Тин Хорвейг невольно обернулся и раздраженно скрипнул зубами. Будто нарочно, Крэг что-то весело рассказывал, Кира улыбалась во весь рот, то и дело поднимая глаза, чтобы заглянуть ему в лицо. Идти было трудно, и совсем неудивительно, что девчонка поскользнулась и едва не упала. Молокосос поспешил придержать ее за талию. Встретившись в этот миг взглядом с Паситой, Крэг нехотя убрал руку, но сделал это так естественно, без поспешности, что не вызвал и тени подозрений у Киры. Откликаясь на заклокотавшую у горла ярость, в груди тин Хорвейга расцвел огненный цветок, отразившийся блеском пламени в глазах.
Пасита усилием воли заставил себя отвернуться. Со стороны все выглядело довольно невинно. Похоже, молокосос держится, так что ему самому и подавно не подобает выказывать слабость.
Пасита еще в деревне заподозрил неладное. Курсант перестал пить снотворное на ночь, и Защитник злился, думая, что тот поступил так нарочно, в надежде увидеть «жаркий» сон. Тин Хорвейг сделал вид, что не заметил, но потом вышел на двор и сунул в рот пальцы, избавляясь от содержимого желудка. То-то будет сладкой парочке сюрприз, когда он к ним присоединится: «Пожалуй, стоит проучить обоих как следует. Сделать так, чтобы они и думать забыли впредь о подобном баловстве!». Пасита прислонился к промерзшей бревенчатой стене спиной, успокаивая разбушевавшиеся чувства. Сейчас он даже хотел, чтобы это и правда случилось: «Нет, ну ладно безмозглый дуболом, но Киррана!». От кого Защитник не ожидал подобного, так от этой недотроги и скромницы.
С трудом сплюнув вязкую, отдающую горечью слюну, Пасита хлебнул ледяной воды, прополоскав рот, умылся из той же бочки, пытаясь погасить разгорающийся в груди пожар. Вернувшись в дом, он обнаружил Крэга крепко спящим.
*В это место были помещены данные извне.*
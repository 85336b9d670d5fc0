use std::env;

#[derive(Clone, Debug)]
pub struct Config {
    pub port: u16,
    pub app_env: String,
    pub cors_origins: Vec<String>,
    pub request_timeout_secs: u64,
    pub store_backend: StoreBackend,
    pub db: DbConfig,
    pub redis: RedisConfig,
    pub jwt: JwtConfig,
    pub rate_limit: RateLimitConfig,
    pub steam: SteamConfig,
}

#[derive(Clone, Copy, Debug, PartialEq, Eq)]
pub enum StoreBackend {
    Postgres,
    Memory,
}

#[derive(Clone, Copy, Debug, PartialEq, Eq)]
pub enum RateLimitBackend {
    Memory,
    Redis,
}

#[derive(Clone, Debug)]
pub struct DbConfig {
    pub host: String,
    pub port: u16,
    pub database: String,
    pub user: String,
    pub password: String,
    pub pool_min: u32,
    pub pool_max: u32,
}

#[derive(Clone, Debug)]
pub struct RedisConfig {
    pub host: String,
    pub port: u16,
    pub password: Option<String>,
    pub db: u8,
    pub key_prefix: String,
}

#[derive(Clone, Debug)]
pub struct JwtConfig {
    pub secret: String,
}

#[derive(Clone, Debug)]
pub struct RateLimitConfig {
    pub backend: RateLimitBackend,
    pub window_secs: u64,
    pub max_requests: u32,
}

#[derive(Clone, Debug)]
pub struct SteamConfig {
    pub api_key: String,
    pub base_url: String,
    pub timeout_secs: u64,
}

fn env_or(key: &str, default: &str) -> String {
    env::var(key).unwrap_or_else(|_| default.to_string())
}

fn env_or_parse<T: std::str::FromStr>(key: &str, default: T) -> T {
    env::var(key)
        .ok()
        .and_then(|v| v.parse().ok())
        .unwrap_or(default)
}

impl Config {
    pub fn from_env() -> Self {
        Self {
            port: env_or_parse("PORT", 3000),
            app_env: env_or("APP_ENV", "development"),
            cors_origins: env_or("CORS_ORIGINS", "http://localhost:3000")
                .split(',')
                .map(|s| s.trim().to_string())
                .filter(|s| !s.is_empty())
                .collect(),
            request_timeout_secs: env_or_parse("REQUEST_TIMEOUT_SECS", 60),
            store_backend: match env_or("STORE_BACKEND", "postgres").as_str() {
                "memory" => StoreBackend::Memory,
                _ => StoreBackend::Postgres,
            },
            db: DbConfig {
                host: env_or("DB_HOST", "localhost"),
                port: env_or_parse("DB_PORT", 5432),
                database: env_or("DB_NAME", "steam_import"),
                user: env_or("DB_USER", "steam_import"),
                password: env_or("DB_PASSWORD", ""),
                pool_min: env_or_parse("DB_POOL_MIN", 2),
                pool_max: env_or_parse("DB_POOL_MAX", 20),
            },
            redis: RedisConfig {
                host: env_or("REDIS_HOST", "localhost"),
                port: env_or_parse("REDIS_PORT", 6379),
                password: env::var("REDIS_PASSWORD").ok().filter(|s| !s.is_empty()),
                db: env_or_parse("REDIS_DB", 0),
                key_prefix: "steam-import:".to_string(),
            },
            jwt: JwtConfig {
                secret: env_or("JWT_SECRET", "change-me-to-a-secure-random-string"),
            },
            rate_limit: RateLimitConfig {
                backend: match env_or("RATE_LIMIT_BACKEND", "memory").as_str() {
                    "redis" => RateLimitBackend::Redis,
                    _ => RateLimitBackend::Memory,
                },
                window_secs: env_or_parse("RATE_LIMIT_WINDOW_SECS", 3600),
                max_requests: env_or_parse("RATE_LIMIT_MAX", 20),
            },
            steam: SteamConfig {
                api_key: env_or("STEAM_API_KEY", ""),
                base_url: env_or("STEAM_API_BASE_URL", "https://api.steampowered.com"),
                timeout_secs: env_or_parse("STEAM_API_TIMEOUT_SECS", 30),
            },
        }
    }

    pub fn database_url(&self) -> String {
        if let Ok(url) = env::var("DATABASE_URL") {
            return url;
        }
        format!(
            "postgres://{}:{}@{}:{}/{}",
            self.db.user, self.db.password, self.db.host, self.db.port, self.db.database
        )
    }

    pub fn redis_url(&self) -> String {
        if let Ok(url) = env::var("REDIS_URL") {
            return url;
        }
        match &self.redis.password {
            Some(pw) if !pw.is_empty() => format!(
                "redis://:{}@{}:{}/{}",
                pw, self.redis.host, self.redis.port, self.redis.db
            ),
            _ => format!(
                "redis://{}:{}/{}",
                self.redis.host, self.redis.port, self.redis.db
            ),
        }
    }
}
Как назло, сам Пасита долго не мог заснуть, ворочался и злился, но когда Киалана смилостивилась, все же увидел сон. Самый обычный. В нем даже была Кира, но как это бывает в простых снах, он почти никак не мог влиять на события и мало что вспомнил после пробуждения.
Все утро Пасита пристально вглядывался в лицо молокососа, пытаясь по выражению понять, снилось ли тому что-то особенное. Тот, обнаружив его интерес, спросил: «Чего таращишься, тин Хорвейг, аль влюбился? Так, я это, к мужеложцам не отношусь, не обессудь».
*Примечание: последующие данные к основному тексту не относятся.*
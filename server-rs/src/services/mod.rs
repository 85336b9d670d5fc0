pub mod imported_games;
pub mod library_query;
pub mod library_sync;
pub mod steam_client;
pub mod steam_link;
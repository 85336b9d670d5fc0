use std::collections::HashMap;

use uuid::Uuid;

use crate::error::{AppError, AppResult};
use crate::middleware::{CallerIdentity, RateLimiter};
use crate::models::{OwnedGame, SyncSummary};
use crate::services::steam_client::CatalogClient;
use crate::store::LibraryStore;

pub const NO_ACCOUNT_MESSAGE: &str =
    "No Steam account connected. Please connect your Steam account first.";

/// Pulls the linked account's owned games and upserts them as one unit of work.
pub async fn sync_library(
    store: &dyn LibraryStore,
    steam: &dyn CatalogClient,
    limiter: &RateLimiter,
    caller: &CallerIdentity,
    user_id: Uuid,
) -> AppResult<SyncSummary> {
    limiter.enforce(caller).await?;

    let account = store
        .find_linked_account(user_id)
        .await?
        .ok_or_else(|| AppError::BadRequest(NO_ACCOUNT_MESSAGE.to_string()))?;

    let games = steam.fetch_owned_games(&account.steam_id64).await?;
    let total = games.len();
    let unique = dedupe_by_app_id(games);

    let outcome = store.upsert_imported_games(user_id, &unique).await?;

    tracing::info!(
        user_id = %user_id,
        steam_id64 = %account.steam_id64,
        total,
        created = outcome.created,
        updated = outcome.updated,
        "Steam library synced"
    );

    Ok(SyncSummary {
        imported: outcome.processed(),
        total,
        filtered: 0,
    })
}

/// Keeps the first position of each app id with the data of its last occurrence.
fn dedupe_by_app_id(games: Vec<OwnedGame>) -> Vec<OwnedGame> {
    let mut index: HashMap<String, usize> = HashMap::with_capacity(games.len());
    let mut unique: Vec<OwnedGame> = Vec::with_capacity(games.len());
    for game in games {
        match index.get(&game.storefront_game_id) {
            Some(&i) => unique[i] = game,
            None => {
                index.insert(game.storefront_game_id.clone(), unique.len());
                unique.push(game);
            }
        }
    }
    unique
}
На следующий день все повторилось. Пасита сначала даже успокоился. Похоже, сны прекратились вовсе, и больше не надо глотать горькую жижу, от которой с утра мутит, кишки сводит и раскалывается голова – то ли вредная знахарка специально такой отвар им готовит, то ли и правда ничто другое попросту не подействует? И все ничего, если бы через несколько дней он не заподозрил неладное.
Девчонка, поартачившись, снова согласилась медитировать, но теперь Пасита больше не ощущал потоков ее силы, мощное ровное завихрение которых нельзя было ни с чем перепутать. Защитник со временем даже научился их видеть, как умеют некоторые наставники. Теперь же – ничего, как он не старался. Все, что удавалось ощутить, это едва теплящийся отголосок силы. Все.
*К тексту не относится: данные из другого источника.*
impl LibraryQuery {
    pub fn offset(&self) -> u64 {
        u64::from(self.page - 1) * u64::from(self.limit)
    }

    /// Appends `WHERE ...` for this query, scoped to the user's live records.
    pub fn push_filters(&self, qb: &mut QueryBuilder<'_, Postgres>, user_id: Uuid, now: DateTime<Utc>) {
        qb.push(" WHERE user_id = ")
            .push_bind(user_id)
            .push(" AND storefront = ")
            .push_bind(Storefront::Steam.as_str())
            .push(" AND deleted_at IS NULL");

        if let Some(search) = &self.search {
            qb.push(" AND name ILIKE ")
                .push_bind(format!("%{}%", escape_like(search)))
                .push(r" ESCAPE '\'");
        }

        match self.playtime_status {
            PlaytimeStatus::All => {}
            PlaytimeStatus::Played => {
                qb.push(" AND playtime > 0");
            }
            PlaytimeStatus::NeverPlayed => {
                qb.push(" AND playtime = 0");
            }
        }

        if let Some((lower, upper)) = self.playtime_range.bounds() {
            qb.push(" AND playtime >= ").push_bind(lower);
            if let Some(upper) = upper {
                qb.push(" AND playtime < ").push_bind(upper);
            }
        }

        if let Some(column) = self.platform.column() {
            qb.push(format!(" AND {column} > 0"));
        }

        match self.last_played {
            LastPlayed::All => {}
            LastPlayed::Within30Days => {
                qb.push(" AND last_played_at >= ")
                    .push_bind(now - Duration::days(30));
            }
            LastPlayed::WithinYear => {
                qb.push(" AND last_played_at >= ")
                    .push_bind(now - Duration::days(365));
            }
            LastPlayed::OverYear => {
                qb.push(" AND last_played_at < ")
                    .push_bind(now - Duration::days(365));
            }
            LastPlayed::Never => {
                qb.push(" AND last_played_at IS NULL");
            }
        }
    }

    /// Full page query: filters, ordering and LIMIT/OFFSET.
    pub fn page_sql(&self, user_id: Uuid, now: DateTime<Utc>) -> QueryBuilder<'static, Postgres> {
        let mut qb = QueryBuilder::new(format!("SELECT {IMPORTED_GAME_COLUMNS} FROM imported_games"));
        self.push_filters(&mut qb, user_id, now);
        qb.push(" ORDER BY ")
            .push(self.sort_by.order_by_sql())
            .push(" LIMIT ")
            .push_bind(i64::from(self.limit))
            .push(" OFFSET ")
            .push_bind(self.offset() as i64);
        qb
    }

    pub fn count_sql(&self, user_id: Uuid, now: DateTime<Utc>) -> QueryBuilder<'static, Postgres> {
        let mut qb = QueryBuilder::new("SELECT COUNT(*) FROM imported_games");
        self.push_filters(&mut qb, user_id, now);
        qb
    }

    /// In-memory equivalent of `push_filters`, minus the user scope.
    pub fn matches(&self, game: &ImportedGame, now: DateTime<Utc>) -> bool {
        if game.storefront != Storefront::Steam || game.deleted_at.is_some() {
            return false;
        }

        if let Some(search) = &self.search {
            if !game.name.to_lowercase().contains(&search.to_lowercase()) {
                return false;
            }
        }

        let played = game.playtime_total;
        let status_ok = match self.playtime_status {
            PlaytimeStatus::All => true,
            PlaytimeStatus::Played => played > 0,
            PlaytimeStatus::NeverPlayed => played == 0,
        };
        if !status_ok {
            return false;
        }

        if let Some((lower, upper)) = self.playtime_range.bounds() {
            if played < lower || upper.is_some_and(|upper| played >= upper) {
                return false;
            }
        }

        if let Some(minutes) = self.platform.minutes(game) {
            if minutes <= 0 {
                return false;
            }
        }

        match (self.last_played, game.last_played_at) {
            (LastPlayed::All, _) => true,
            (LastPlayed::Never, last) => last.is_none(),
            (_, None) => false,
            (LastPlayed::Within30Days, Some(at)) => at >= now - Duration::days(30),
            (LastPlayed::WithinYear, Some(at)) => at >= now - Duration::days(365),
            (LastPlayed::OverYear, Some(at)) => at < now - Duration::days(365),
        }
    }
}

fn escape_like(term: &str) -> String {
    let mut escaped = String::with_capacity(term.len());
    for c in term.chars() {
        if matches!(c, '%' | '_' | '\\') {
            escaped.push('\\');
        }
        escaped.push(c);
    }
    escaped
}

#[derive(Debug, Clone, Serialize)]
pub struct ResultPage<T> {
    pub items: Vec<T>,
    pub total: i64,
    pub page: u32,
    pub limit: u32,
    #[serde(rename = "totalPages")]
    pub total_pages: i64,
}

impl<T> ResultPage<T> {
    pub fn new(items: Vec<T>, total: i64, query: &LibraryQuery) -> Self {
        let limit = i64::from(query.limit);
        Self {
            items,
            total,
            page: query.page,
            limit: query.limit,
            total_pages: (total + limit - 1) / limit,
        }
    }
}

/// Returns one page of the user's imported games. Read-only.
pub async fn list_imported_games(
    store: &dyn LibraryStore,
    user_id: Uuid,
    params: ImportedGamesParams,
) -> AppResult<ResultPage<ImportedGame>> {
    let query = LibraryQuery::from(params);
    let page = store.query_imported_games(user_id, &query, Utc::now()).await?;

    tracing::debug!(
        user_id = %user_id,
        total = page.total,
        page = page.page,
        "Listed imported games"
    );
    Ok(page)
}
use std::net::SocketAddr;
use std::sync::Arc;
use std::time::Duration;

use steam_import_api::cache::Cache;
use steam_import_api::config::{Config, RateLimitBackend, StoreBackend};
use steam_import_api::middleware::rate_limit::RateLimiter;
use steam_import_api::services::steam_client::{CatalogClient, SteamClient};
use steam_import_api::store::{LibraryStore, MemoryStore, PgStore};
use steam_import_api::{build_router, db, AppState};

/// How often stale in-memory rate-limit windows are dropped.
const PURGE_INTERVAL: Duration = Duration::from_secs(300);

#[tokio::main]
async fn main() -> Result<(), Box<dyn std::error::Error>> {
    let _ = dotenvy::dotenv();
    let config = Config::from_env();

    tracing_subscriber::fmt()
        .with_env_filter(
            tracing_subscriber::EnvFilter::try_from_default_env()
                .unwrap_or_else(|_| "info".into()),
        )
        .json()
        .init();

    let store: Arc<dyn LibraryStore> = match config.store_backend {
        StoreBackend::Postgres => Arc::new(PgStore::new(db::create_pool(&config).await?)),
        StoreBackend::Memory => {
            tracing::warn!("Using in-memory store; imported libraries are lost on restart");
            Arc::new(MemoryStore::new())
        }
    };

    let cache = match config.rate_limit.backend {
        RateLimitBackend::Redis => Some(Cache::new(&config).await?),
        RateLimitBackend::Memory => None,
    };

    let rate_limiter = match &cache {
        Some(cache) => RateLimiter::with_redis(
            cache.clone(),
            config.rate_limit.max_requests,
            config.rate_limit.window_secs,
        ),
        None => RateLimiter::new(config.rate_limit.max_requests, config.rate_limit.window_secs),
    };

    let steam: Option<Arc<dyn CatalogClient>> = match SteamClient::new(&config.steam)? {
        Some(client) => Some(Arc::new(client)),
        None => {
            tracing::warn!("STEAM_API_KEY is not set; connect and sync will return 503");
            None
        }
    };

    spawn_limiter_purge(rate_limiter.clone());

    let addr = SocketAddr::from(([0, 0, 0, 0], config.port));
    tracing::info!(
        %addr,
        env = %config.app_env,
        store = ?config.store_backend,
        rate_limit = ?config.rate_limit.backend,
        "Steam import API starting"
    );

    let state = AppState {
        store,
        cache,
        config: Arc::new(config),
        steam,
        rate_limiter,
    };

    let listener = tokio::net::TcpListener::bind(addr).await?;
    axum::serve(
        listener,
        build_router(state).into_make_service_with_connect_info::<SocketAddr>(),
    )
    .with_graceful_shutdown(shutdown_signal())
    .await?;

    tracing::info!("Shutdown complete");
    Ok(())
}

fn spawn_limiter_purge(limiter: RateLimiter) {
    tokio::spawn(async move {
        let mut interval = tokio::time::interval(PURGE_INTERVAL);
        loop {
            interval.tick().await;
            let purged = limiter.purge_expired().await;
            if purged > 0 {
                tracing::debug!(purged, "Purged expired rate-limit windows");
            }
        }
    });
}

async fn shutdown_signal() {
    if let Err(e) = tokio::signal::ctrl_c().await {
        tracing::error!(error = %e, "Failed to listen for shutdown signal");
        return;
    }
    tracing::info!("Received Ctrl-C, starting graceful shutdown");
}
Это было нехорошо. Одно дело, когда невооруженным взглядом будет заметно, какую мощь таит в себе эта хрупкая Защитница, и совсем другое, если он, опальный Защитник, притащит в Орден какую-то девку и будет убеждать, что у нее есть сила. Прежде чем отвести Киру в Круг Определения, придется заставить себя выслушать. Пасита не сомневался в своем успехе, но и отказываться от явного преимущества не собирался.
Новая мысль окатила ледяной волной: «А вдруг ее силу забрал Излом? Вдруг ничего не осталось? И что тогда? Неужели все зря? Конец всем надеждам? Останется разве что довольствоваться проведенной вместе ночью, прежде чем отправить ее восвояси?».